Share your dilemmas and get honest opinions from other Mumsnetters.

Horrible work colleague

5 replies

Charltonstrek · 27/02/2025 17:26

So me and couple of others are new staff in a care setting and generally everybody seems nice enough so far haven't met everybody yet but there is one staff member who is very uncomfortable to be around we are aware of a previous issue regarding a new staff which ended in a altercation and this person is apparently on a warning. One of us newbies have also seen her behaviour when attending interview with her general attitude to them. This woman hasn't specifically done anything towards us but doesn't hardly converse with us unless she has to whereas with long standing staff she chats away and banters with them etc.
She looks at us like we are nothing it's a very harsh look and it gives off horrible vibes and makes you uncomfortable.
I am working with her tomorrow just me and her how do you think I should handle her last time I was with her for something like 1 hour and if I tried to talk to her she just muttered back and otherwise sat there looking stern and when I went home I think she was glad I'd gone.
I still can't fathom her out though as couple of times previously I had to ask about something and she sort of seemed okay although I can't say what she said after to others.

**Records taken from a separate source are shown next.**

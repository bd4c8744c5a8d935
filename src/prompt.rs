//! Image-to-prompt derivation via a generative vision endpoint.
//!
//! [`PromptSession`] owns the two-field result state (an English
//! generation prompt and an Arabic explanation) and exposes the two
//! operations: [`derive`](PromptSession::derive) from an image, and
//! [`refine`](PromptSession::refine) with a free-text change request.
//! Both fields are always replaced together; a failed call leaves the
//! existing state untouched. `&mut self` on both operations means a second
//! call cannot start while one is outstanding on the same session.
//!
//! The endpoint is reached through the [`GenerativeClient`] trait: one
//! method taking {optional image, instruction text, expected field names}
//! and returning the raw text payload, which must parse as JSON carrying
//! exactly those two string fields. No automatic retries anywhere; a retry
//! is the caller invoking the same operation again.

use crate::error::{Error, Result};
use base64::Engine as _;
use base64::engine::general_purpose::STANDARD as BASE64;
use serde::Deserialize;
use serde_json::{Value, json};
use std::time::Duration;

/// Model used for both derivation and refinement.
pub const DEFAULT_MODEL: &str = "gemini-2.5-flash";

const ENDPOINT_BASE: &str = "https://generativelanguage.googleapis.com/v1beta/models";

/// The two result fields, replaced together on every successful call.
#[derive(Debug, Clone, PartialEq, Eq)]
pub struct PromptState {
    pub english_prompt: String,
    pub arabic_explanation: String,
}

/// One structured-output request to the endpoint.
pub struct GenerationRequest<'a> {
    /// Image bytes and mime type, for the derivation call.
    pub image: Option<(&'a [u8], &'a str)>,
    pub instructions: String,
    /// Names of the two string fields the JSON reply must carry.
    pub response_fields: [&'static str; 2],
}

/// Capability to run one structured generation call.
pub trait GenerativeClient {
    /// Returns the model reply's raw text payload.
    fn generate(&self, request: &GenerationRequest<'_>) -> Result<String>;
}

/// Production client for the Gemini `generateContent` REST endpoint.
pub struct GeminiClient {
    http: reqwest::blocking::Client,
    api_key: String,
    model: String,
}

impl GeminiClient {
    pub fn new(api_key: impl Into<String>, model: impl Into<String>) -> Result<Self> {
        let http = reqwest::blocking::Client::builder()
            .timeout(Duration::from_secs(120))
            .build()
            .map_err(|e| Error::Generation(e.to_string()))?;
        Ok(Self {
            http,
            api_key: api_key.into(),
            model: model.into(),
        })
    }

    /// Build a client from the `GEMINI_API_KEY` environment variable.
    ///
    /// A missing key means the external collaborator is unavailable, which
    /// is reported as such rather than as a generation failure.
    pub fn from_env() -> Result<Self> {
        match std::env::var("GEMINI_API_KEY") {
            Ok(key) if !key.trim().is_empty() => Self::new(key, DEFAULT_MODEL),
            _ => Err(Error::MissingCapability(
                "GEMINI_API_KEY is not set; export it to use the prompt tool".into(),
            )),
        }
    }
}

impl GenerativeClient for GeminiClient {
    fn generate(&self, request: &GenerationRequest<'_>) -> Result<String> {
        let mut parts = Vec::new();
        if let Some((bytes, mime)) = request.image {
            parts.push(json!({
                "inline_data": { "mime_type": mime, "data": BASE64.encode(bytes) }
            }));
        }
        parts.push(json!({ "text": request.instructions }));

        let mut properties = serde_json::Map::new();
        for field in request.response_fields {
            properties.insert(field.to_string(), json!({ "type": "STRING" }));
        }
        let payload = json!({
            "contents": [{ "parts": parts }],
            "generationConfig": {
                "responseMimeType": "application/json",
                "responseSchema": {
                    "type": "OBJECT",
                    "properties": properties,
                    "required": request.response_fields,
                },
            },
        });

        let url = format!(
            "{ENDPOINT_BASE}/{}:generateContent?key={}",
            self.model, self.api_key
        );
        let response = self
            .http
            .post(&url)
            .json(&payload)
            .send()
            .map_err(|e| Error::Generation(e.to_string()))?;
        if !response.status().is_success() {
            return Err(Error::Generation(format!(
                "endpoint returned {}",
                response.status()
            )));
        }

        let reply: Value = response
            .json()
            .map_err(|e| Error::Generation(e.to_string()))?;
        let text = reply
            .pointer("/candidates/0/content/parts/0/text")
            .and_then(Value::as_str)
            .unwrap_or("");
        if text.is_empty() {
            return Err(Error::Generation("empty reply from the model".into()));
        }
        Ok(text.to_string())
    }
}

/// Mime type for an image file name, by extension.
pub fn image_mime_type(name: &str) -> Option<&'static str> {
    let ext = std::path::Path::new(name)
        .extension()
        .and_then(|e| e.to_str())?
        .to_ascii_lowercase();
    match ext.as_str() {
        "jpg" | "jpeg" => Some("image/jpeg"),
        "png" => Some("image/png"),
        "webp" => Some("image/webp"),
        "gif" => Some("image/gif"),
        "bmp" => Some("image/bmp"),
        _ => None,
    }
}

const DERIVE_INSTRUCTIONS: &str = "\
Analyze the provided image deeply.

Task 1: Generate a highly detailed English prompt suitable for AI image \
generators (Midjourney/Stable Diffusion). Include details about subject, \
lighting, camera, style, and atmosphere.
Task 2: Provide a clear explanation in ARABIC describing the image and the \
key elements captured in the prompt.

Return the result in JSON format.";

fn refine_instructions(english_prompt: &str, change_request: &str) -> String {
    format!(
        "Current Image Prompt (English):\n\"{english_prompt}\"\n\n\
         User Request for Modification (Arabic):\n\"{change_request}\"\n\n\
         Task:\n\
         1. Understand the user's Arabic request to modify the image.\n\
         2. Rewrite the English prompt to incorporate these changes naturally \
         while maintaining the original artistic style and technical details \
         (lighting, camera, etc.) unless the user asked to change them.\n\
         3. Provide an updated Arabic explanation of what changed.\n\n\
         Return the result in JSON format."
    )
}

#[derive(Deserialize)]
#[serde(rename_all = "camelCase")]
struct DeriveReply {
    english_prompt: String,
    arabic_explanation: String,
}

#[derive(Deserialize)]
#[serde(rename_all = "camelCase")]
struct RefineReply {
    new_english_prompt: String,
    new_arabic_explanation: String,
}

/// One derivation/refinement cycle over a single image.
pub struct PromptSession<C> {
    client: C,
    state: Option<PromptState>,
}

impl<C: GenerativeClient> PromptSession<C> {
    pub fn new(client: C) -> Self {
        Self {
            client,
            state: None,
        }
    }

    pub fn state(&self) -> Option<&PromptState> {
        self.state.as_ref()
    }

    /// Derive the initial prompt pair from an image.
    pub fn derive(&mut self, image: &[u8], mime: &str) -> Result<&PromptState> {
        let text = self.client.generate(&GenerationRequest {
            image: Some((image, mime)),
            instructions: DERIVE_INSTRUCTIONS.to_string(),
            response_fields: ["englishPrompt", "arabicExplanation"],
        })?;
        let reply: DeriveReply = parse_reply(&text)?;
        Ok(self.state.insert(PromptState {
            english_prompt: reply.english_prompt,
            arabic_explanation: reply.arabic_explanation,
        }))
    }

    /// Apply a natural-language change request to the current prompt.
    ///
    /// The reply carries field names distinct from `derive`'s but replaces
    /// the same two state fields. Any failure leaves the state as it was.
    pub fn refine(&mut self, change_request: &str) -> Result<&PromptState> {
        let current = self
            .state
            .as_ref()
            .ok_or_else(|| Error::Generation("no prompt to refine yet".into()))?;
        let instructions = refine_instructions(&current.english_prompt, change_request);

        let text = self.client.generate(&GenerationRequest {
            image: None,
            instructions,
            response_fields: ["newEnglishPrompt", "newArabicExplanation"],
        })?;
        let reply: RefineReply = parse_reply(&text)?;
        Ok(self.state.insert(PromptState {
            english_prompt: reply.new_english_prompt,
            arabic_explanation: reply.new_arabic_explanation,
        }))
    }
}

fn parse_reply<T: serde::de::DeserializeOwned>(text: &str) -> Result<T> {
    serde_json::from_str(text).map_err(|e| Error::Generation(format!("unparseable reply: {e}")))
}

#[cfg(test)]
mod tests {
    use super::*;
    use std::collections::VecDeque;
    use std::sync::Mutex;

    /// Owned snapshot of a request, for assertions.
    struct SeenRequest {
        has_image: bool,
        instructions: String,
        response_fields: [&'static str; 2],
    }

    #[derive(Default)]
    struct MockClient {
        replies: Mutex<VecDeque<Result<String>>>,
        seen: Mutex<Vec<SeenRequest>>,
    }

    impl MockClient {
        fn replying(replies: Vec<Result<String>>) -> Self {
            Self {
                replies: Mutex::new(replies.into()),
                seen: Mutex::default(),
            }
        }
    }

    impl GenerativeClient for MockClient {
        fn generate(&self, request: &GenerationRequest<'_>) -> Result<String> {
            self.seen.lock().unwrap().push(SeenRequest {
                has_image: request.image.is_some(),
                instructions: request.instructions.clone(),
                response_fields: request.response_fields,
            });
            self.replies
                .lock()
                .unwrap()
                .pop_front()
                .unwrap_or_else(|| Err(Error::Generation("mock: no reply queued".into())))
        }
    }

    fn derive_reply(english: &str, arabic: &str) -> String {
        format!(r#"{{"englishPrompt":"{english}","arabicExplanation":"{arabic}"}}"#)
    }

    fn refine_reply(english: &str, arabic: &str) -> String {
        format!(r#"{{"newEnglishPrompt":"{english}","newArabicExplanation":"{arabic}"}}"#)
    }

    #[test]
    fn derive_sets_both_fields_from_the_reply() {
        let client = MockClient::replying(vec![Ok(derive_reply("a cat, studio light", "قطة"))]);
        let mut session = PromptSession::new(client);

        let state = session.derive(b"img", "image/png").unwrap();
        assert_eq!(state.english_prompt, "a cat, studio light");
        assert_eq!(state.arabic_explanation, "قطة");
    }

    #[test]
    fn derive_sends_image_and_expects_the_derive_fields() {
        let client = MockClient::replying(vec![Ok(derive_reply("p", "e"))]);
        let mut session = PromptSession::new(client);
        session.derive(b"img", "image/jpeg").unwrap();

        let seen = session.client.seen.lock().unwrap();
        assert!(seen[0].has_image);
        assert_eq!(
            seen[0].response_fields,
            ["englishPrompt", "arabicExplanation"]
        );
    }

    #[test]
    fn derive_unparseable_reply_is_generation_error() {
        let client = MockClient::replying(vec![Ok("not json at all".into())]);
        let mut session = PromptSession::new(client);
        let err = session.derive(b"img", "image/png").unwrap_err();
        assert!(matches!(err, Error::Generation(_)));
        assert!(session.state().is_none());
    }

    #[test]
    fn derive_reply_missing_a_field_is_generation_error() {
        let client = MockClient::replying(vec![Ok(r#"{"englishPrompt":"only one"}"#.into())]);
        let mut session = PromptSession::new(client);
        assert!(session.derive(b"img", "image/png").is_err());
        assert!(session.state().is_none());
    }

    #[test]
    fn refine_replaces_both_fields_atomically() {
        let client = MockClient::replying(vec![
            Ok(derive_reply("a cat", "قطة")),
            Ok(refine_reply("a red cat at night", "قطة حمراء ليلاً")),
        ]);
        let mut session = PromptSession::new(client);
        session.derive(b"img", "image/png").unwrap();

        let state = session.refine("اجعل القطة حمراء").unwrap();
        assert_eq!(state.english_prompt, "a red cat at night");
        assert_eq!(state.arabic_explanation, "قطة حمراء ليلاً");
    }

    #[test]
    fn refine_sends_current_prompt_and_change_request_without_image() {
        let client = MockClient::replying(vec![
            Ok(derive_reply("a cat", "قطة")),
            Ok(refine_reply("x", "y")),
        ]);
        let mut session = PromptSession::new(client);
        session.derive(b"img", "image/png").unwrap();
        session.refine("make it night").unwrap();

        let seen = session.client.seen.lock().unwrap();
        assert!(!seen[1].has_image);
        assert!(seen[1].instructions.contains("a cat"));
        assert!(seen[1].instructions.contains("make it night"));
        assert_eq!(
            seen[1].response_fields,
            ["newEnglishPrompt", "newArabicExplanation"]
        );
    }

    #[test]
    fn refine_failure_leaves_state_untouched() {
        let client = MockClient::replying(vec![
            Ok(derive_reply("a cat", "قطة")),
            Err(Error::Generation("endpoint down".into())),
        ]);
        let mut session = PromptSession::new(client);
        session.derive(b"img", "image/png").unwrap();
        let before = session.state().unwrap().clone();

        assert!(session.refine("change it").is_err());
        assert_eq!(session.state(), Some(&before));
    }

    #[test]
    fn refine_unparseable_reply_leaves_state_untouched() {
        let client = MockClient::replying(vec![
            Ok(derive_reply("a cat", "قطة")),
            Ok("{broken".into()),
        ]);
        let mut session = PromptSession::new(client);
        session.derive(b"img", "image/png").unwrap();
        let before = session.state().unwrap().clone();

        assert!(session.refine("change it").is_err());
        assert_eq!(session.state(), Some(&before));
    }

    #[test]
    fn refine_without_a_prior_prompt_is_an_error_and_skips_the_endpoint() {
        let client = MockClient::default();
        let mut session = PromptSession::new(client);
        assert!(session.refine("anything").is_err());
        assert!(session.client.seen.lock().unwrap().is_empty());
    }

    #[test]
    fn sequential_refinements_chain_on_the_latest_prompt() {
        let client = MockClient::replying(vec![
            Ok(derive_reply("v1", "a")),
            Ok(refine_reply("v2", "b")),
            Ok(refine_reply("v3", "c")),
        ]);
        let mut session = PromptSession::new(client);
        session.derive(b"img", "image/png").unwrap();
        session.refine("first change").unwrap();
        session.refine("second change").unwrap();

        assert_eq!(session.state().unwrap().english_prompt, "v3");
        let seen = session.client.seen.lock().unwrap();
        assert!(seen[2].instructions.contains("v2"));
    }

    #[test]
    fn mime_type_from_extension() {
        assert_eq!(image_mime_type("a.jpg"), Some("image/jpeg"));
        assert_eq!(image_mime_type("a.JPEG"), Some("image/jpeg"));
        assert_eq!(image_mime_type("a.png"), Some("image/png"));
        assert_eq!(image_mime_type("a.webp"), Some("image/webp"));
        assert_eq!(image_mime_type("a.txt"), None);
        assert_eq!(image_mime_type("noext"), None);
    }
}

Just wondering if anybody has any tips

OP posts:
ilovesooty · 27/02/2025 17:27

Just communicate as you need to and be polite.

pictoosh · 27/02/2025 17:28

Yes, be polite and pleasant in greeting her and any other interactions you need to have...but otherwise exert no effort. Don't try to strike up a rapport or appeal to her...just be very nice and completely unconcerned.

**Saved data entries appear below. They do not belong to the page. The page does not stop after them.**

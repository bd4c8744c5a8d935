//! Shared types used across the conversion procedures.
//!
//! Every tool (archive transcoding, batch conversion, image recompression)
//! consumes [`InputFile`]s and produces exactly one [`ConversionResult`],
//! which `main` writes to disk and `output` summarizes.

/// One standalone input file, fully buffered.
#[derive(Debug, Clone, PartialEq, Eq)]
pub struct InputFile {
    /// Bare file name (no directory components for loose files).
    pub name: String,
    pub data: Vec<u8>,
}

impl InputFile {
    pub fn new(name: impl Into<String>, data: Vec<u8>) -> Self {
        Self {
            name: name.into(),
            data,
        }
    }

    pub fn size(&self) -> u64 {
        self.data.len() as u64
    }
}

/// The single artifact a conversion produces.
///
/// Immutable once built; a procedure either returns a complete result or an
/// error, never a partial one.
#[derive(Debug, Clone)]
pub struct ConversionResult {
    pub output: Vec<u8>,
    /// Suggested file name for the artifact.
    pub output_name: String,
    /// Total size of the inputs that contributed to the artifact.
    pub size_before: u64,
    /// Size of the artifact itself.
    pub size_after: u64,
    /// True when the output is one plain file rather than an archive.
    pub is_single_artifact: bool,
}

Charltonstrek · 27/02/2025 17:33

Thanks for replies maybe she will become more accepting of me eventually

OP posts:
pictoosh · 27/02/2025 17:45

Point being, who cares if she does or not? She's no one you have to impress.
She's rude and unfriendly. If she's going to be a twat, let her perform.

DuckbilledSplatterPuff · 27/02/2025 17:53

Be polite and civil. Say as little as possible. Don't initiate chit chat, only work related comments. Be natural and don't act stiff or offended as if you are deliberately ignoring her. Keep calm and neutral. No "looks" or "expressions" in reaction to things she says.
She's a co-worker and not your friend. You don't have to try to please her. You don't want a friend like that. She makes you very uncomfortable. But focus on your job as much as possible and stop worrying about whether she likes you or not. No one cares what she thinks. I guarantee that everyone already knows she's a problem. It's good training for dealing with awkward people.